Иван Бунин
Шрифт:
Если про сказочные экзотические области позволительно вести рассказ, украшенный драгоценными инкрустациями Востока, сплетая причудливые арабески образов, то родная страна требует от своего повествователя совсем другой манеры, другого стиля – и этому новому требованию так же художественно удовлетворяет Бунин. Высокий мастер, он, например, в очерке «Святые» для старого Арсенича, бывшего дворового человека, имеющего «прелестный слезный дар», нашел такие речи, в его нетрезвые, но искренне умиленные уста вложил такие обороты слов, от книжности и от собственной души Арсенича идущие, что поистине переживает читатель эстетическое восхищение.

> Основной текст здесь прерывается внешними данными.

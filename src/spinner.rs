use std::io::{self, Write};
use std::time::Duration;

use crossterm::{
    cursor::MoveToColumn,
    queue,
    terminal::{Clear, ClearType},
};
use tokio::task::JoinHandle;
use tokio_util::sync::CancellationToken;

use crate::output::OutputMode;

#[derive(Debug, Clone)]
pub struct Spinner {
    frames: Vec<&'static str>,
    current_frame: usize,
    speed: Duration,
}

impl Spinner {
    pub fn new(frames: Vec<&'static str>, speed_ms: u64) -> Self {
        Self {
            frames,
            current_frame: 0,
            speed: Duration::from_millis(speed_ms),
        }
    }

    pub fn classic() -> Self {
        Self::new(vec!["⠋", "⠙", "⠹", "⠸", "⠼", "⠴", "⠦", "⠧", "⠇", "⠏"], 80)
    }

    fn next_frame(&mut self) {
        self.current_frame = (self.current_frame + 1) % self.frames.len();
    }

    fn current(&self) -> &str {
        self.frames.get(self.current_frame).copied().unwrap_or(" ")
    }
}

/// A running spinner on stderr. Dropping it without `stop` leaves the task
/// running until the runtime shuts down.
pub struct SpinnerGuard {
    token: CancellationToken,
    handle: JoinHandle<()>,
}

impl SpinnerGuard {
    pub async fn stop(self) {
        self.token.cancel();
        let _ = self.handle.await;
    }
}

/// Starts a spinner only when a person is watching the terminal.
pub fn start(output: &OutputMode, label: &str) -> Option<SpinnerGuard> {
    if !output.is_interactive() {
        return None;
    }
    let token = CancellationToken::new();
    let label = label.to_string();
    let task_token = token.clone();
    let handle = tokio::spawn(async move {
        let mut stderr = io::stderr();
        spin(Spinner::classic(), &label, &task_token, &mut stderr).await;
    });
    Some(SpinnerGuard { token, handle })
}

/// Draws frames until cancelled, then clears its line.
async fn spin<W: Write>(mut spinner: Spinner, label: &str, token: &CancellationToken, out: &mut W) {
    loop {
        let _ = write!(out, "\r{} {label}", spinner.current());
        let _ = out.flush();
        tokio::select! {
            biased;
            _ = token.cancelled() => break,
            _ = tokio::time::sleep(spinner.speed) => spinner.next_frame(),
        }
    }
    let _ = queue!(out, MoveToColumn(0), Clear(ClearType::CurrentLine));
    let _ = out.flush();
}

#[cfg(test)]
mod tests {
    use super::*;

    #[test]
    fn frames_wrap_around() {
        let mut spinner = Spinner::new(vec!["a", "b", "c"], 10);
        let seen: Vec<String> = (0..5)
            .map(|_| {
                let frame = spinner.current().to_string();
                spinner.next_frame();
                frame
            })
            .collect();
        assert_eq!(seen, vec!["a", "b", "c", "a", "b"]);
    }

    #[tokio::test(start_paused = true)]
    async fn spin_draws_until_cancelled_then_clears() {
        let token = CancellationToken::new();
        let mut buf: Vec<u8> = Vec::new();
        let spinner = Spinner::new(vec!["1", "2"], 100);

        tokio::join!(spin(spinner, "Thinking", &token, &mut buf), async {
            tokio::time::sleep(Duration::from_millis(250)).await;
            token.cancel();
        });

        let text = String::from_utf8_lossy(&buf);
        assert!(text.contains("\r1 Thinking"));
        assert!(text.contains("\r2 Thinking"));
        assert!(text.ends_with("\x1b[2K"));
    }
}
impl<L: Channel, R: Channel> AtsService<L, R> {
    /// Builds the service over caller-supplied channels and starts the
    /// event pumps.
    pub fn with_channels(secret: impl Into<String>, local: L, remote: R) -> Self {
        let inner = Arc::new(ServiceInner {
            local: local.clone(),
            remote: remote.clone(),
            secret: secret.into(),
            totp: TotpOptions::default(),
            bus: EventBus::new(),
            sensors: RwLock::new(Vec::new()),
            clock: Mutex::new(ClockOffset::default()),
            sync_running: AtomicBool::new(false),
            fallback: Mutex::new(None),
        });

        spawn_pump(Arc::downgrade(&inner), local, true);
        spawn_pump(Arc::downgrade(&inner), remote, false);

        Self { inner }
    }

    /// Registers a handler for one event kind.
    pub fn subscribe<F>(&self, kind: EventKind, handler: F) -> SubscriptionId
    where
        F: Fn(&AtsEvent) + Send + Sync + 'static,
    {
        self.inner.bus.subscribe(kind, handler)
    }

    /// Removes a previously registered handler.
    pub fn unsubscribe(&self, id: SubscriptionId) -> bool {
        self.inner.bus.unsubscribe(id)
    }

    /// Whether any channel currently has a transport session.
    #[must_use]
    pub fn is_connected(&self) -> bool {
        self.inner.local.is_connected() || self.inner.remote.is_connected()
    }

    /// Snapshot of the cached sensor roster.
    #[must_use]
    pub fn sensors(&self) -> Vec<Sensor> {
        self.inner.sensors.read().clone()
    }

    /// One sensor from the cached roster, by roster index.
    #[must_use]
    pub fn sensor(&self, index: usize) -> Option<Sensor> {
        self.inner.sensors.read().get(index).cloned()
    }

    /// Last measured clock offset against the controller.
    #[must_use]
    pub fn clock_offset(&self) -> ClockOffset {
        *self.inner.clock.lock()
    }

    /// Reacts to a change of the host platform's network reachability.
    ///
    /// The preferred channel for the new network connects immediately; the
    /// other follows after a short delay so the preferred one wins the
    /// race. A later call cancels a still-pending fallback.
    pub async fn network_changed(&self, kind: NetworkKind) {
        tracing::info!(?kind, "Network reachability changed");
        match kind {
            NetworkKind::None => {}
            NetworkKind::Local => {
                self.inner.local.connect().await;
                self.spawn_fallback(FallbackTarget::Remote);
            }
            NetworkKind::Mobile => {
                self.inner.remote.connect().await;
                self.spawn_fallback(FallbackTarget::Local);
            }
        }
    }

    fn spawn_fallback(&self, target: FallbackTarget) {
        let mut slot = self.inner.fallback.lock();
        if let Some(previous) = slot.take() {
            previous.abort();
        }
        let weak = Arc::downgrade(&self.inner);
        *slot = Some(tokio::spawn(async move {
            tokio::time::sleep(FALLBACK_DELAY).await;
            let Some(inner) = weak.upgrade() else {
                return;
            };
            match target {
                FallbackTarget::Local => inner.local.connect().await,
                FallbackTarget::Remote => inner.remote.connect().await,
            }
        }));
    }

    /// Queries the current system state over the preferred channel.
    ///
    /// # Errors
    ///
    /// [`Error::NotConnected`] when no channel has a session; otherwise the
    /// channel's command error.
    pub async fn get_state(&self) -> Result<SystemState> {
        let token = self.inner.token()?;
        if self.inner.local.is_connected() {
            self.inner.local.query_state(&token).await
        } else if self.inner.remote.is_connected() {
            self.inner.remote.query_state(&token).await
        } else {
            Err(Error::NotConnected)
        }
    }

    /// Arms the system in the given mode.
    pub async fn arm(&self, mode: AlarmMode, code: Option<&str>) -> Result<()> {
        let token = self.inner.token()?;
        if self.inner.local.is_connected() {
            self.inner.local.arm(&token, mode, code).await
        } else if self.inner.remote.is_connected() {
            self.inner.remote.arm(&token, mode, code).await
        } else {
            Err(Error::NotConnected)
        }
    }

    /// Disarms the system.
    pub async fn disarm(&self, code: &str) -> Result<()> {
        let token = self.inner.token()?;
        if self.inner.local.is_connected() {
            self.inner.local.disarm(&token, code).await
        } else if self.inner.remote.is_connected() {
            self.inner.remote.disarm(&token, code).await
        } else {
            Err(Error::NotConnected)
        }
    }

    /// Bypasses one sensor.
    pub async fn bypass(&self, location: &SensorLocation, code: Option<&str>) -> Result<()> {
        let token = self.inner.token()?;
        if self.inner.local.is_connected() {
            self.inner.local.bypass_one(&token, location, code).await
        } else if self.inner.remote.is_connected() {
            self.inner.remote.bypass_one(&token, location, code).await
        } else {
            Err(Error::NotConnected)
        }
    }

    /// Bypasses a set of sensors.
    pub async fn bypass_all(
        &self,
        locations: &[SensorLocation],
        code: Option<&str>,
    ) -> Result<()> {
        let token = self.inner.token()?;
        if self.inner.local.is_connected() {
            self.inner.local.bypass_all(&token, locations, code).await
        } else if self.inner.remote.is_connected() {
            self.inner.remote.bypass_all(&token, locations, code).await
        } else {
            Err(Error::NotConnected)
        }
    }

    /// Clears every bypass.
    pub async fn clear_bypass(&self, code: &str) -> Result<()> {
        let token = self.inner.token()?;
        if self.inner.local.is_connected() {
            self.inner.local.clear_bypass(&token, code).await
        } else if self.inner.remote.is_connected() {
            self.inner.remote.clear_bypass(&token, code).await
        } else {
            Err(Error::NotConnected)
        }
    }

    /// Clears the bypass of one sensor.
    pub async fn clear_bypass_one(
        &self,
        location: &SensorLocation,
        code: Option<&str>,
    ) -> Result<()> {
        let token = self.inner.token()?;
        if self.inner.local.is_connected() {
            self.inner.local.clear_bypass_one(&token, location, code).await
        } else if self.inner.remote.is_connected() {
            self.inner.remote.clear_bypass_one(&token, location, code).await
        } else {
            Err(Error::NotConnected)
        }
    }

    /// Puts the controller into programming mode.
    pub async fn program(&self, code: &str) -> Result<()> {
        let token = self.inner.token()?;
        if self.inner.local.is_connected() {
            self.inner.local.program(&token, code).await
        } else if self.inner.remote.is_connected() {
            self.inner.remote.program(&token, code).await
        } else {
            Err(Error::NotConnected)
        }
    }
}
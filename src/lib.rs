// SPDX-License-Identifier: MPL-2.0
// This Source Code Form is subject to the terms of the Mozilla Public
// License, v. 2.0. If a copy of the MPL was not distributed with this
// file, You can obtain one at https://mozilla.org/MPL/2.0/.

//! `ATSLink` - A Rust client library for an anti-theft alarm system.
//!
//! This library provides async APIs to monitor and control an alarm
//! controller over two interchangeable transports: a direct socket channel
//! (WebSocket push stream plus HTTP commands) for the local network, and an
//! MQTT broker channel for everything else. Commands are authenticated with
//! time-based one-time tokens minted from a shared secret against a clock
//! kept in sync with the controller.
//!
//! # Supported Features
//!
//! - **System control**: arm, disarm, sensor bypass, programming mode
//! - **State queries**: live system state and the full sensor roster
//! - **Event stream**: armed/disarmed/alarmed transitions, sensor activity,
//!   siren and presence events, delivered through a callback event bus
//! - **Resilience**: automatic reconnect per channel and transparent
//!   failover between the two transports
//!
//! # Quick Start
//!
//! ```no_run
//! use atslink::config::{AtsConfig, BrokerConfig};
//! use atslink::event::EventKind;
//! use atslink::service::{AtsService, NetworkKind};
//! use atslink::types::AlarmMode;
//!
//! #[tokio::main]
//! async fn main() -> atslink::Result<()> {
//!     let config = AtsConfig::new(
//!         "http://192.168.1.20:3000",
//!         "phone-1",
//!         "64P36D1L6ORJGE9G",
//!         BrokerConfig::new("broker.example").with_credentials("ats", "secret"),
//!     );
//!
//!     let service = AtsService::start(&config)?;
//!
//!     service.subscribe(EventKind::SystemAlarmed, |event| {
//!         println!("alarm fired: {event:?}");
//!     });
//!
//!     // Bring the channels up for the current network.
//!     service.network_changed(NetworkKind::Local).await;
//!
//!     service.arm(AlarmMode::Away, None).await?;
//!     let state = service.get_state().await?;
//!     println!("system: {state:?}");
//!
//!     Ok(())
//! }
//! ```
//!
//! # Working with a single channel
//!
//! The [`channel::Channel`] trait is public, so a single transport can be
//! driven directly when the orchestration layer is not wanted:
//!
//! ```no_run
//! use atslink::channel::{BrokerChannel, Channel};
//! use atslink::config::BrokerConfig;
//!
//! # async fn example() -> atslink::Result<()> {
//! let broker = BrokerChannel::new(&BrokerConfig::new("192.168.1.20"), "phone-1");
//! broker.connect().await;
//! let server_time = broker.server_time().await?;
//! println!("controller clock: {server_time}");
//! # Ok(())
//! # }
//! ```

pub mod channel;
pub mod config;
pub mod error;
pub mod event;
pub mod service;
pub mod totp;
pub mod types;

pub use channel::{BrokerChannel, Channel, ChannelEvent, ConnectionState, SocketChannel};
pub use config::{AtsConfig, BrokerConfig};
pub use error::{CommandError, Error, ParseError, ProtocolError, Result, SecretError};
pub use event::{AtsEvent, EventBus, EventKind, StatePayload, SubscriptionId};
pub use service::{AtsService, ClockOffset, NetworkKind};
pub use totp::{TotpOptions, decode_secret, generate_code};
pub use types::{
    AlarmMode, AlarmState, Sensor, SensorGroup, SensorLocation, SensorType, SystemState,
};
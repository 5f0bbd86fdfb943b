// SPDX-License-Identifier: MPL-2.0
// This Source Code Form is subject to the terms of the Mozilla Public
// License, v. 2.0. If a copy of the MPL was not distributed with this
// file, You can obtain one at https://mozilla.org/MPL/2.0/.

//! Decoder for payload-coded domain events.
//!
//! State-changed, armed, disarmed, alarmed and alert events carry a compact
//! fixed-width string of base-32 digits instead of JSON:
//!
//! ```text
//! offset  width  field
//! 0       1      alarm state ordinal
//! 1       1      alarm mode ordinal
//! 2       2      remaining entry/exit timeout (seconds)
//! 4       2      count of active sensors
//! 6       2*n    active sensor indices
//! ```

use crate::error::ParseError;
use crate::event::StatePayload;
use crate::types::SystemState;

fn digit(payload: &str, index: usize) -> Result<u32, ParseError> {
    let c = payload
        .as_bytes()
        .get(index)
        .copied()
        .ok_or_else(|| ParseError::UnexpectedFormat(format!(
            "payload truncated at offset {index}"
        )))?;
    (c as char)
        .to_digit(32)
        .ok_or_else(|| ParseError::InvalidValue {
            field: format!("payload[{index}]"),
            message: format!("{:?} is not a base-32 digit", c as char),
        })
}

fn field(payload: &str, index: usize) -> Result<u32, ParseError> {
    Ok(digit(payload, index)? * 32 + digit(payload, index + 1)?)
}

/// Decodes a payload-coded event body into a state snapshot plus timeout.
///
/// # Errors
///
/// Returns [`ParseError`] if the string is truncated, contains a non-digit,
/// or carries an unknown state/mode ordinal.
///
/// # Examples
///
/// ```
/// use atslink::event::decode_state_payload;
/// use atslink::types::{AlarmMode, AlarmState};
///
/// let payload = decode_state_payload("310C020509").unwrap();
/// assert_eq!(payload.system.state, AlarmState::Armed);
/// assert_eq!(payload.system.mode, AlarmMode::Stay);
/// assert_eq!(payload.left_timeout, 12);
/// assert_eq!(payload.system.active_sensors, vec![5, 9]);
/// ```
pub fn decode_state_payload(payload: &str) -> Result<StatePayload, ParseError> {
    let state = u8::try_from(digit(payload, 0)?).map_err(|_| ParseError::InvalidValue {
        field: "state".to_string(),
        message: "ordinal out of range".to_string(),
    })?;
    let mode = u8::try_from(digit(payload, 1)?).map_err(|_| ParseError::InvalidValue {
        field: "mode".to_string(),
        message: "ordinal out of range".to_string(),
    })?;
    let left_timeout = field(payload, 2)?;
    let count = field(payload, 4)? as usize;

    let mut active_sensors = Vec::with_capacity(count);
    for i in 0..count {
        let value = field(payload, 6 + i * 2)?;
        active_sensors.push(value as u16);
    }

    Ok(StatePayload {
        system: SystemState {
            state: state.try_into()?,
            mode: mode.try_into()?,
            active_sensors,
            left_time_millis: i64::from(left_timeout) * 1000,
            uptime_millis: 0,
        },
        left_timeout,
    })
}
impl BrokerChannel {
    /// Creates the channel without touching the network. Call
    /// [`connect`](Channel::connect) to start the session.
    #[must_use]
    pub fn new(config: &BrokerConfig, client_id: &str) -> Self {
        let counter = CLIENT_ID_COUNTER.fetch_add(1, Ordering::Relaxed);
        let mqtt_id = format!("{client_id}-{}-{counter}", std::process::id());

        let mut options = MqttOptions::new(&mqtt_id, config.host(), config.port());
        options.set_keep_alive(config.keep_alive());
        options.set_clean_session(true);
        if let Some((username, password)) = config.credentials() {
            options.set_credentials(username, password);
        }

        let (client, event_loop) = AsyncClient::new(options, 10);
        let (events, _) = broadcast::channel(EVENT_CAPACITY);

        Self {
            inner: Arc::new(BrokerInner {
                client,
                event_loop: Mutex::new(Some(event_loop)),
                prefix: config.topic_prefix().to_string(),
                connected: AtomicBool::new(false),
                started: AtomicBool::new(false),
                events,
                replies: CorrelationTable::default(),
                wire_topics: RwLock::new(HashMap::new()),
            }),
        }
    }

    fn emit(&self, event: ChannelEvent) {
        // Send only fails when nobody is subscribed, which is fine.
        let _ = self.inner.events.send(event);
    }

    /// Subscribes to the controller's broadcast topics. Re-run after every
    /// ConnAck since the session is clean.
    async fn subscribe_all(&self) -> std::result::Result<(), rumqttc::ClientError> {
        let prefix = &self.inner.prefix;
        for suffix in ["TIME", "SENSORS", "EVENTS", "LWT", "RESULT/#", "STATE/#"] {
            self.inner
                .client
                .subscribe(format!("{prefix}/{suffix}"), QoS::AtLeastOnce)
                .await?;
        }
        Ok(())
    }

    /// Demultiplexes one inbound publish.
    fn handle_message(&self, topic: &str, payload: &str) {
        let Some(route) = topic.strip_prefix(&format!("{}/", self.inner.prefix)) else {
            tracing::trace!(topic = %topic, "Ignoring message outside topic prefix");
            return;
        };

        if let Some(id) = route.strip_prefix("RESULT/") {
            if !self.inner.replies.complete(id, payload) {
                tracing::trace!(id = %id, "Stray reply with no waiter");
            }
            return;
        }

        if let Some(wire) = route.strip_prefix("STATE/") {
            self.handle_state_topic(wire, payload);
            return;
        }

        match route {
            "TIME" => match payload.trim().parse::<i64>() {
                Ok(seconds) => self.emit(ChannelEvent::Time(seconds)),
                Err(_) => {
                    tracing::warn!(payload = %payload, "Unparseable server time broadcast");
                }
            },
            "SENSORS" => match serde_json::from_str::<Vec<Sensor>>(payload) {
                Ok(sensors) => self.emit(ChannelEvent::Sensors(sensors)),
                Err(e) => tracing::warn!(error = %e, "Unparseable sensor roster"),
            },
            "EVENTS" => match serde_json::from_str::<HashMap<String, String>>(payload) {
                Ok(map) => {
                    let mut wire_topics = self.inner.wire_topics.write();
                    wire_topics.clear();
                    for (logical, wire) in &map {
                        match EventKind::from_wire_name(logical) {
                            Some(kind) => {
                                wire_topics.insert(wire.clone(), kind);
                            }
                            None => {
                                tracing::debug!(name = %logical, "Unknown event name announced");
                            }
                        }
                    }
                    drop(wire_topics);
                    self.emit(ChannelEvent::EventTopics(map));
                }
                Err(e) => tracing::warn!(error = %e, "Unparseable event topic map"),
            },
            "LWT" => {
                self.emit(ChannelEvent::PeerPresence(
                    payload.trim().eq_ignore_ascii_case("online"),
                ));
            }
            other => tracing::trace!(topic = %other, "Unhandled broadcast topic"),
        }
    }

    fn handle_state_topic(&self, wire: &str, payload: &str) {
        let kind = self
            .inner
            .wire_topics
            .read()
            .get(wire)
            .copied()
            .or_else(|| EventKind::from_wire_name(wire));
        let Some(kind) = kind else {
            tracing::debug!(topic = %wire, "State message on unannounced topic");
            return;
        };
        match decode_wire_event(kind, payload) {
            Ok(event) => self.emit(ChannelEvent::Event(event)),
            Err(e) => tracing::warn!(topic = %wire, error = %e, "Undecodable event payload"),
        }
    }

    /// Publishes a command and waits for its correlated reply.
    async fn command(
        &self,
        name: &str,
        token: Option<&str>,
        mut params: serde_json::Map<String, serde_json::Value>,
    ) -> Result<String> {
        if !self.is_connected() {
            return Err(Error::NotConnected);
        }

        if let Some(token) = token {
            params.insert("token".to_string(), json!(token));
        }
        let id = message_id(token, now_millis());
        let payload = json!({
            "command": name,
            "id": id,
            "params": params,
        });
        let topic = format!("{}/cmnd/{}", self.inner.prefix, name.to_uppercase());

        let rx = self.inner.replies.register(&id);
        tracing::debug!(command = %name, id = %id, "Publishing command");
        self.inner
            .client
            .publish(topic, QoS::AtLeastOnce, false, payload.to_string())
            .await
            .map_err(|e| Error::Protocol(ProtocolError::Mqtt(e)))?;

        let reply = self
            .inner
            .replies
            .wait_registered(&id, rx, RESPONSE_TIMEOUT)
            .await?;
        Ok(reply)
    }

    /// Runs a command whose reply is the boolean-success sentinel.
    async fn bool_command(
        &self,
        name: &str,
        token: &str,
        params: serde_json::Map<String, serde_json::Value>,
    ) -> Result<()> {
        let reply = self.command(name, Some(token), params).await?;
        if reply.trim() == TRUE_SENTINEL {
            Ok(())
        } else {
            Err(Error::Command(CommandError::Rejected(reply)))
        }
    }
}

impl Channel for BrokerChannel {
    async fn connect(&self) {
        if self.inner.started.swap(true, Ordering::AcqRel) {
            tracing::debug!("Broker channel already started");
            return;
        }
        let Some(event_loop) = self.inner.event_loop.lock().take() else {
            return;
        };
        let channel = self.clone();
        tokio::spawn(async move {
            run_event_loop(channel, event_loop).await;
        });
    }

    fn is_connected(&self) -> bool {
        self.inner.connected.load(Ordering::Acquire)
    }

    fn state(&self) -> ConnectionState {
        if self.is_connected() {
            ConnectionState::Connected
        } else if self.inner.started.load(Ordering::Acquire) {
            ConnectionState::Connecting
        } else {
            ConnectionState::Disconnected
        }
    }

    fn events(&self) -> broadcast::Receiver<ChannelEvent> {
        self.inner.events.subscribe()
    }

    async fn server_time(&self) -> Result<i64> {
        let reply = self.command("time", None, serde_json::Map::new()).await?;
        reply.trim().parse::<i64>().map_err(|_| {
            Error::Parse(ParseError::InvalidValue {
                field: "time".to_string(),
                message: format!("not an epoch second count: {reply}"),
            })
        })
    }

    async fn send_handshake(&self, _token: &str) -> Result<()> {
        // The broker identifies this client by its MQTT client id; there is
        // no identity envelope to answer on this transport.
        tracing::debug!("Handshake is implicit on the broker transport");
        Ok(())
    }

    async fn query_state(&self, token: &str) -> Result<SystemState> {
        let reply = self
            .command("state", Some(token), serde_json::Map::new())
            .await?;
        if reply.trim().is_empty() {
            return Err(Error::Command(CommandError::EmptyResponse));
        }
        let state: SystemState = serde_json::from_str(&reply)?;
        Ok(state)
    }

    async fn arm(&self, token: &str, mode: AlarmMode, code: Option<&str>) -> Result<()> {
        let mut params = serde_json::Map::new();
        params.insert("mode".to_string(), json!(u8::from(mode)));
        if let Some(code) = code {
            params.insert("code".to_string(), json!(code));
        }
        self.bool_command("arm", token, params).await
    }

    async fn disarm(&self, token: &str, code: &str) -> Result<()> {
        let mut params = serde_json::Map::new();
        params.insert("code".to_string(), json!(code));
        self.bool_command("disarm", token, params).await
    }

    async fn bypass_one(
        &self,
        token: &str,
        location: &SensorLocation,
        code: Option<&str>,
    ) -> Result<()> {
        let mut params = serde_json::Map::new();
        params.insert("location".to_string(), serde_json::to_value(location)?);
        if let Some(code) = code {
            params.insert("code".to_string(), json!(code));
        }
        self.bool_command("bypass", token, params).await
    }

    async fn bypass_all(
        &self,
        token: &str,
        locations: &[SensorLocation],
        code: Option<&str>,
    ) -> Result<()> {
        let mut params = serde_json::Map::new();
        params.insert("locations".to_string(), serde_json::to_value(locations)?);
        if let Some(code) = code {
            params.insert("code".to_string(), json!(code));
        }
        self.bool_command("bypassall", token, params).await
    }

    async fn clear_bypass(&self, token: &str, code: &str) -> Result<()> {
        let mut params = serde_json::Map::new();
        params.insert("code".to_string(), json!(code));
        self.bool_command("clearbypass", token, params).await
    }

    async fn clear_bypass_one(
        &self,
        token: &str,
        location: &SensorLocation,
        code: Option<&str>,
    ) -> Result<()> {
        let mut params = serde_json::Map::new();
        params.insert("location".to_string(), serde_json::to_value(location)?);
        if let Some(code) = code {
            params.insert("code".to_string(), json!(code));
        }
        self.bool_command("clearbypassone", token, params).await
    }

    async fn program(&self, token: &str, code: &str) -> Result<()> {
        let mut params = serde_json::Map::new();
        params.insert("code".to_string(), json!(code));
        self.bool_command("program", token, params).await
    }
}
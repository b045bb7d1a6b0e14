use super::*;

#[test]
fn defaults_match_engine_floors() {
    let opts = EngineOpts::default();
    assert_eq!(opts.transform.min_scale, 0.1);
    assert_eq!(opts.transform.min_size_px, 20.0);
    assert_eq!(opts.transform.rotation_snap_deg, 15.0);
    assert_eq!(opts.animation.cursor_glyph, '|');
}

#[test]
fn partial_json_overrides_only_named_fields() {
    let opts = EngineOpts::from_json(r#"{ "transform": { "rotation_snap_deg": 45 } }"#).unwrap();
    assert_eq!(opts.transform.rotation_snap_deg, 45.0);
    assert_eq!(opts.transform.min_size_px, 20.0);
    assert_eq!(opts.animation, AnimationOpts::default());
}

#[test]
fn malformed_json_is_a_serde_error() {
    let err = EngineOpts::from_json("[1, 2").unwrap_err();
    assert!(err.to_string().contains("serialization error:"));
}
//! Engine options.
//!
//! Every field has a default; a partial JSON document overrides only the fields it names.

use crate::foundation::error::PostframeResult;

/// Options consumed by the geometry transform controller.
#[derive(Clone, Copy, Debug, PartialEq, serde::Serialize, serde::Deserialize)]
#[serde(default)]
pub struct TransformOpts {
    /// Floor applied to `scale` by corner resizes.
    pub min_scale: f64,
    /// Floor applied to `width`/`height` by edge resizes.
    pub min_size_px: f64,
    /// Step used when a rotate gesture is snapped.
    pub rotation_snap_deg: f64,
}

impl Default for TransformOpts {
    fn default() -> Self {
        Self {
            min_scale: 0.1,
            min_size_px: 20.0,
            rotation_snap_deg: 15.0,
        }
    }
}

/// Options consumed by the timeline animation evaluator.
#[derive(Clone, Copy, Debug, PartialEq, serde::Serialize, serde::Deserialize)]
#[serde(default)]
pub struct AnimationOpts {
    /// Glyph appended while a typewriter animation is still typing.
    pub cursor_glyph: char,
    /// Slide travel, as a percentage of the element's own size.
    pub slide_distance_pct: f64,
    /// Peak bounce height in pixels.
    pub bounce_height_px: f64,
    /// Blur radius at `t_vis = 0`.
    pub blur_max_px: f64,
}

impl Default for AnimationOpts {
    fn default() -> Self {
        Self {
            cursor_glyph: '|',
            slide_distance_pct: 100.0,
            bounce_height_px: 20.0,
            blur_max_px: 20.0,
        }
    }
}

/// All engine options.
#[derive(Clone, Copy, Debug, Default, PartialEq, serde::Serialize, serde::Deserialize)]
#[serde(default)]
pub struct EngineOpts {
    pub transform: TransformOpts,
    pub animation: AnimationOpts,
}

impl EngineOpts {
    /// Parse options from JSON; missing fields keep their defaults.
    pub fn from_json(s: &str) -> PostframeResult<Self> {
        Ok(serde_json::from_str(s)?)
    }
}

#[cfg(test)]
#[path = "../../tests/unit/foundation/config.rs"]
mod tests;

И когда детям, Ваде и Мите, любопытными душами своими пьющим рассказы Арсенича, он, красноречивый старик, передает своеобразные Четьи-Минеи свои, легенды о святых, передает вместе забавно и трогательно, наивно и торжественно, то впечатление святости получается не только от сюжета его сказаний, но и от самого сказителя и его маленьких слушателей; начинаешь понимать, что действительно возможны святые и как они возможны; становится ясно, что если есть такая святая простота, как Арсенич и дети, то именно они собою восполняют предание о чужой святости, психологически реализуют его, и святое в мире принимает характер несомненного и радостного факта.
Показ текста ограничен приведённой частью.